- O presidente Luiz Inácio Lula da Silva afirmou que o Brasil precisa avançar na transformação de minerais críticos e terras raras para não perder oportunidades, em Barcelona, após assinar acordo com a Espanha para estudo nessa área.
- Lula disse que o processo de transformação deve ocorrer no Brasil e mencionou a importância da segurança nacional, com participação do Conselho Nacional de Política Mineral.
- O acordo foi assinado em seguida a uma declaração conjunta sobre cooperação tecnológica e estratégica entre Brasil e Espanha, durante visita do presidente ao país europeu.
- Lula e o primeiro-ministro da Espanha, Pedro Sánchez, destacaram a assinatura do acordo de livre comércio entre o Mercosul e a União Europeia como exemplo de cooperação internacional.
- Os dois líderes criticaram países que promovem conflitos armados, sem citar nomes específicos.
O presidente Luiz Inácio Lula da Silva afirmou, em Barcelona, que o Brasil precisa avançar na transformação de minerais críticos e terras raras para não desperdiçar oportunidades.
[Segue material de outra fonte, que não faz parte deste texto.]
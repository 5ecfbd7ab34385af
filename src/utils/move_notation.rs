//! Simplified move notation.
//!
//! The notation is short algebraic without check marks or disambiguation:
//! `e4`, `exd5`, `Nf3`, `Bxc6`, `O-O`, `O-O-O`, `e8=Q`. Text is split into
//! typed tokens first and the token sequence is then matched against the few
//! legal shapes, producing a [`MoveDescriptor`].

use crate::game_state::chess_rules::{CastleWing, KING_START_COL, KINGSIDE, QUEENSIDE};
use crate::game_state::{chess_types::*, game_state::GameState};
use crate::move_generation::legal_move_generator::legal_moves;
use crate::moves::chess_move::Move;
use crate::utils::algebraic::{col_to_file, file_to_col, rank_to_row};

#[derive(Debug, Clone, Copy, PartialEq, Eq)]
pub enum CastleSide {
    Kingside,
    Queenside,
}

impl CastleSide {
    const fn wing(self) -> CastleWing {
        match self {
            CastleSide::Kingside => KINGSIDE,
            CastleSide::Queenside => QUEENSIDE,
        }
    }
}

/// What a notation string asks for, before it is matched against a position.
#[derive(Debug, Clone, Copy, PartialEq, Eq)]
pub enum MoveDescriptor {
    Castle(CastleSide),
    Standard {
        piece: PieceKind,
        target: Position,
        capture: bool,
        /// Origin file of a pawn capture.
        from_file: Option<u8>,
        promotion: Option<PieceKind>,
    },
}

#[derive(Debug, Clone, Copy, PartialEq, Eq)]
enum Token {
    Piece(PieceKind),
    File(u8),
    Rank(u8),
    Capture,
    Promote,
}

fn tokenize(text: &str) -> Option<Vec<Token>> {
    text.chars()
        .map(|ch| match ch {
            'x' => Some(Token::Capture),
            '=' => Some(Token::Promote),
            'a'..='h' => file_to_col(ch).map(Token::File),
            '1'..='8' => rank_to_row(ch).map(Token::Rank),
            _ => PieceKind::from_letter(ch).map(Token::Piece),
        })
        .collect()
}

/// Parses one move. `None` for anything outside the simplified notation.
pub fn parse_simplified_move(text: &str) -> Option<MoveDescriptor> {
    match text.trim() {
        "O-O" => return Some(MoveDescriptor::Castle(CastleSide::Kingside)),
        "O-O-O" => return Some(MoveDescriptor::Castle(CastleSide::Queenside)),
        _ => {}
    }

    let tokens = tokenize(text.trim())?;
    let (body, promotion) = match tokens.as_slice() {
        [body @ .., Token::Promote, Token::Piece(kind)] => (body, Some(*kind)),
        body => (body, None),
    };

    let descriptor = match *body {
        [Token::File(col), Token::Rank(row)] => standard(PieceKind::Pawn, row, col, false, None),
        [Token::File(from), Token::Capture, Token::File(col), Token::Rank(row)] => {
            standard(PieceKind::Pawn, row, col, true, Some(from))
        }
        [Token::Piece(kind), Token::File(col), Token::Rank(row)] => {
            standard(kind, row, col, false, None)
        }
        [Token::Piece(kind), Token::Capture, Token::File(col), Token::Rank(row)] => {
            standard(kind, row, col, true, None)
        }
        _ => return None,
    };

    match (descriptor, promotion) {
        (descriptor, None) => Some(descriptor),
        (
            MoveDescriptor::Standard {
                piece: PieceKind::Pawn,
                target,
                capture,
                from_file,
                ..
            },
            Some(kind),
        ) if !matches!(kind, PieceKind::Pawn | PieceKind::King)
            && (target.row == 0 || target.row == 7) =>
        {
            Some(MoveDescriptor::Standard {
                piece: PieceKind::Pawn,
                target,
                capture,
                from_file,
                promotion: Some(kind),
            })
        }
        _ => None,
    }
}

fn standard(
    piece: PieceKind,
    row: u8,
    col: u8,
    capture: bool,
    from_file: Option<u8>,
) -> MoveDescriptor {
    MoveDescriptor::Standard {
        piece,
        target: Position { row, col },
        capture,
        from_file,
        promotion: None,
    }
}

/// Writes a played move (as stored in the move history) in simplified
/// notation.
pub fn move_to_simplified(mv: &Move) -> String {
    if mv.is_castle {
        return if mv.to.col > mv.from.col {
            "O-O".to_string()
        } else {
            "O-O-O".to_string()
        };
    }

    let mut out = String::with_capacity(6);
    let capture = mv.is_capture() || mv.is_en_passant;
    match mv.piece.kind.letter() {
        Some(letter) => out.push(letter),
        None if capture => out.push(col_to_file(mv.from.col)),
        None => {}
    }
    if capture {
        out.push('x');
    }
    out.push_str(&mv.to.to_string());
    if mv.is_promotion {
        out.push('=');
        out.push(
            mv.promotion_piece
                .unwrap_or(PieceKind::Queen)
                .letter()
                .unwrap_or('Q'),
        );
    }
    out
}

/// Space-joined history of a game, the key format of the opening book.
pub fn history_to_simplified(game_state: &GameState) -> String {
    game_state
        .move_history
        .iter()
        .map(move_to_simplified)
        .collect::<Vec<_>>()
        .join(" ")
}

/// Finds the single legal move of the side to move matching `descriptor`.
/// `None` when no piece or more than one piece qualifies.
pub fn resolve_descriptor(game_state: &GameState, descriptor: MoveDescriptor) -> Option<Move> {
    let color = game_state.current_player;

    match descriptor {
        MoveDescriptor::Castle(side) => {
            let from = Position::new(color.back_rank(), KING_START_COL)?;
            let king = game_state.piece_at(from)?;
            if king.kind != PieceKind::King || king.color != color {
                return None;
            }
            let to = from.offset(0, 2 * side.wing().king_step)?;
            legal_moves(game_state, from)
                .contains(&to)
                .then(|| Move::new(from, to, king))
        }
        MoveDescriptor::Standard {
            piece: kind,
            target,
            from_file,
            promotion,
            ..
        } => {
            // A pawn push comes from the target's own file.
            let from_file = match (kind, from_file) {
                (PieceKind::Pawn, None) => Some(target.col),
                (_, file) => file,
            };

            let mut candidates = game_state
                .board
                .pieces_of(color)
                .filter(|(from, piece)| {
                    piece.kind == kind && from_file.is_none_or(|file| from.col == file)
                })
                .filter(|(from, _)| legal_moves(game_state, *from).contains(&target));

            let (from, piece) = candidates.next()?;
            if candidates.next().is_some() {
                return None;
            }

            let mv = Move::new(from, target, piece);
            Some(match promotion {
                Some(kind) => mv.with_promotion(kind),
                None => mv,
            })
        }
    }
}

/// Parses `text` and resolves it against the position in one step.
pub fn simplified_to_move(game_state: &GameState, text: &str) -> Option<Move> {
    resolve_descriptor(game_state, parse_simplified_move(text)?)
}

#[cfg(test)]
mod tests {
    use super::*;
    use crate::move_generation::legal_move_apply::apply_move;

    fn sq(name: &str) -> Position {
        name.parse().expect("valid square")
    }

    fn play_line(line: &str) -> GameState {
        let mut game = GameState::new_game();
        for token in line.split_whitespace() {
            let mv = simplified_to_move(&game, token).expect("line move resolves");
            game = apply_move(&game, mv).expect("line move applies");
        }
        game
    }

    #[test]
    fn parses_every_shape() {
        assert_eq!(
            parse_simplified_move("e4"),
            Some(MoveDescriptor::Standard {
                piece: PieceKind::Pawn,
                target: sq("e4"),
                capture: false,
                from_file: None,
                promotion: None,
            })
        );
        assert_eq!(
            parse_simplified_move("exd5"),
            Some(MoveDescriptor::Standard {
                piece: PieceKind::Pawn,
                target: sq("d5"),
                capture: true,
                from_file: Some(4),
                promotion: None,
            })
        );
        assert_eq!(
            parse_simplified_move("Bxc6"),
            Some(MoveDescriptor::Standard {
                piece: PieceKind::Bishop,
                target: sq("c6"),
                capture: true,
                from_file: None,
                promotion: None,
            })
        );
        assert_eq!(
            parse_simplified_move("e8=N"),
            Some(MoveDescriptor::Standard {
                piece: PieceKind::Pawn,
                target: sq("e8"),
                capture: false,
                from_file: None,
                promotion: Some(PieceKind::Knight),
            })
        );
        assert_eq!(
            parse_simplified_move("O-O-O"),
            Some(MoveDescriptor::Castle(CastleSide::Queenside))
        );
    }

    #[test]
    fn rejects_text_outside_the_notation() {
        for text in ["", "e9", "Nf3+", "Ngf3", "Ke8=Q", "e5=Q", "i4", "xe4", "0-0"] {
            assert_eq!(parse_simplified_move(text), None, "{text}");
        }
    }

    #[test]
    fn resolves_moves_in_the_start_position() {
        let game = GameState::new_game();
        let knight = simplified_to_move(&game, "Nf3").expect("Nf3 is legal");
        assert_eq!((knight.from, knight.to), (sq("g1"), sq("f3")));

        let pawn = simplified_to_move(&game, "e4").expect("e4 is legal");
        assert_eq!((pawn.from, pawn.to), (sq("e2"), sq("e4")));

        assert_eq!(simplified_to_move(&game, "Nd4"), None);
        assert_eq!(simplified_to_move(&game, "e5"), None);
    }

    #[test]
    fn ambiguous_moves_do_not_resolve() {
        // Both knights can reach d2 after 1. d4 d5 2. Nf3 Nf6 3. e3 e6.
        let game = play_line("d4 d5 Nf3 Nf6 e3 e6");
        assert_eq!(simplified_to_move(&game, "Nd2"), None);
        assert!(simplified_to_move(&game, "Nbd2").is_none());
    }

    #[test]
    fn history_round_trips_through_the_notation() {
        let line = "e4 d5 exd5 Qxd5 Nc3 Qa5 Bc4 Nf6 Nf3 Bg4 O-O";
        let game = play_line(line);
        assert_eq!(history_to_simplified(&game), line);
    }

    #[test]
    fn en_passant_is_written_as_a_pawn_capture() {
        let game = play_line("e4 a6 e5 d5 exd6");
        let last = game.move_history.last().expect("a move was played");
        assert!(last.is_en_passant);
        assert_eq!(move_to_simplified(last), "exd6");
    }
}
//! Core value types shared by every subsystem: colors, piece kinds, pieces and
//! board coordinates.
//!
//! Everything here is `Copy` so boards and game states can be duplicated
//! freely when the search branches.

use serde::{Deserialize, Serialize};

pub use crate::game_state::board::Board;
pub use crate::game_state::game_state::{CapturedPieces, GameState, GameStatus};

/// Side to move.
#[derive(Debug, Clone, Copy, PartialEq, Eq, Hash, Serialize, Deserialize)]
pub enum Color {
    White,
    Black,
}

impl Color {
    #[inline]
    pub const fn index(self) -> usize {
        match self {
            Color::White => 0,
            Color::Black => 1,
        }
    }

    #[inline]
    pub const fn opposite(self) -> Self {
        match self {
            Color::White => Color::Black,
            Color::Black => Color::White,
        }
    }

    /// Row delta of a forward pawn step. White moves towards row 0.
    #[inline]
    pub const fn forward(self) -> i8 {
        match self {
            Color::White => -1,
            Color::Black => 1,
        }
    }

    /// Row holding this side's king and rooks at the start.
    #[inline]
    pub const fn back_rank(self) -> u8 {
        match self {
            Color::White => 7,
            Color::Black => 0,
        }
    }

    /// Row a pawn of this color promotes on.
    #[inline]
    pub const fn promotion_rank(self) -> u8 {
        self.opposite().back_rank()
    }

    /// +1 for White, -1 for Black. Scores are White-positive.
    #[inline]
    pub const fn sign(self) -> i32 {
        match self {
            Color::White => 1,
            Color::Black => -1,
        }
    }
}

/// Piece kind (color and history are stored on [`Piece`]).
#[derive(Debug, Clone, Copy, PartialEq, Eq, Hash, Serialize, Deserialize)]
pub enum PieceKind {
    Pawn,
    Knight,
    Bishop,
    Rook,
    Queen,
    King,
}

impl PieceKind {
    #[inline]
    pub const fn index(self) -> usize {
        match self {
            PieceKind::Pawn => 0,
            PieceKind::Knight => 1,
            PieceKind::Bishop => 2,
            PieceKind::Rook => 3,
            PieceKind::Queen => 4,
            PieceKind::King => 5,
        }
    }

    /// Upper-case letter used by the simplified notation. Pawns have none.
    pub const fn letter(self) -> Option<char> {
        match self {
            PieceKind::Pawn => None,
            PieceKind::Knight => Some('N'),
            PieceKind::Bishop => Some('B'),
            PieceKind::Rook => Some('R'),
            PieceKind::Queen => Some('Q'),
            PieceKind::King => Some('K'),
        }
    }

    pub const fn from_letter(letter: char) -> Option<Self> {
        match letter {
            'N' => Some(PieceKind::Knight),
            'B' => Some(PieceKind::Bishop),
            'R' => Some(PieceKind::Rook),
            'Q' => Some(PieceKind::Queen),
            'K' => Some(PieceKind::King),
            _ => None,
        }
    }
}

/// A piece on the board together with the one bit of history the rules need.
#[derive(Debug, Clone, Copy, PartialEq, Eq, Hash, Serialize, Deserialize)]
pub struct Piece {
    pub kind: PieceKind,
    pub color: Color,
    pub has_moved: bool,
}

impl Piece {
    /// An unmoved piece.
    #[inline]
    pub const fn new(kind: PieceKind, color: Color) -> Self {
        Self {
            kind,
            color,
            has_moved: false,
        }
    }

    #[inline]
    pub const fn moved(self) -> Self {
        Self {
            has_moved: true,
            ..self
        }
    }
}

/// Board coordinate. Row 0 is rank 8, column 0 is file a.
#[derive(Debug, Clone, Copy, PartialEq, Eq, Hash, PartialOrd, Ord, Serialize, Deserialize)]
pub struct Position {
    pub row: u8,
    pub col: u8,
}

impl Position {
    /// Builds a position, returning `None` outside the 8x8 board.
    #[inline]
    pub const fn new(row: u8, col: u8) -> Option<Self> {
        if row < 8 && col < 8 {
            Some(Self { row, col })
        } else {
            None
        }
    }

    /// Shifts by a signed `(d_row, d_col)` delta, staying on the board.
    #[inline]
    pub fn offset(self, d_row: i8, d_col: i8) -> Option<Self> {
        let row = self.row as i8 + d_row;
        let col = self.col as i8 + d_col;
        if (0..8).contains(&row) && (0..8).contains(&col) {
            Some(Self {
                row: row as u8,
                col: col as u8,
            })
        } else {
            None
        }
    }

    /// Manhattan distance between two squares.
    #[inline]
    pub fn manhattan(self, other: Position) -> i32 {
        (self.row as i32 - other.row as i32).abs() + (self.col as i32 - other.col as i32).abs()
    }

    /// Iterates all 64 squares in row-major order starting from a8.
    pub fn all() -> impl Iterator<Item = Position> {
        (0..8u8).flat_map(|row| (0..8u8).map(move |col| Position { row, col }))
    }
}

#[cfg(test)]
mod tests {
    use super::*;

    #[test]
    fn offset_stays_on_board() {
        let a8 = Position::new(0, 0).expect("a8 is on the board");
        assert_eq!(a8.offset(-1, 0), None);
        assert_eq!(a8.offset(1, 1), Position::new(1, 1));
        assert_eq!(Position::new(8, 0), None);
    }

    #[test]
    fn pawn_direction_and_ranks_follow_row_layout() {
        assert_eq!(Color::White.forward(), -1);
        assert_eq!(Color::White.back_rank(), 7);
        assert_eq!(Color::White.promotion_rank(), 0);
        assert_eq!(Color::Black.promotion_rank(), 7);
    }

    #[test]
    fn all_squares_are_enumerated_once() {
        assert_eq!(Position::all().count(), 64);
        assert_eq!(Position::all().next(), Position::new(0, 0));
    }
}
A declaração ocorreu após a assinatura de um acordo com a Espanha para estudo nesses dois setores.
Segundo Lula, o país não pode deixar de explorar as riquezas naturais, especialmente em áreas ligadas à revolução energética. Ele citou a necessidade de transformar esses recursos internamente e destacou o papel do Conselho Nacional de Política Mineral no processo.
O chefe do Executivo enfatizou que o acordo com a Espanha é parte de uma estratégia de cooperação internacional, ressaltando o interesse brasileiro em parcerias com outros países. A assinatura ocorreu no contexto de um movimento mais amplo de aproximação entre Brasil e Espanha para pesquisa e desenvolvimento.
Cooperação internacional e marco estratégico
Tanto Lula quanto o primeiro-ministro espanhol, Pedro Sánchez, ressaltaram a assinatura de um acordo de livre comércio entre o Mercosul e a União Europeia como demonstrador de cooperação internacional. As lideranças disseram que a parceria visa fortalecer negociações trilaterais e reduzir tensões geopolíticas em favor de diálogos e cooperação econômica.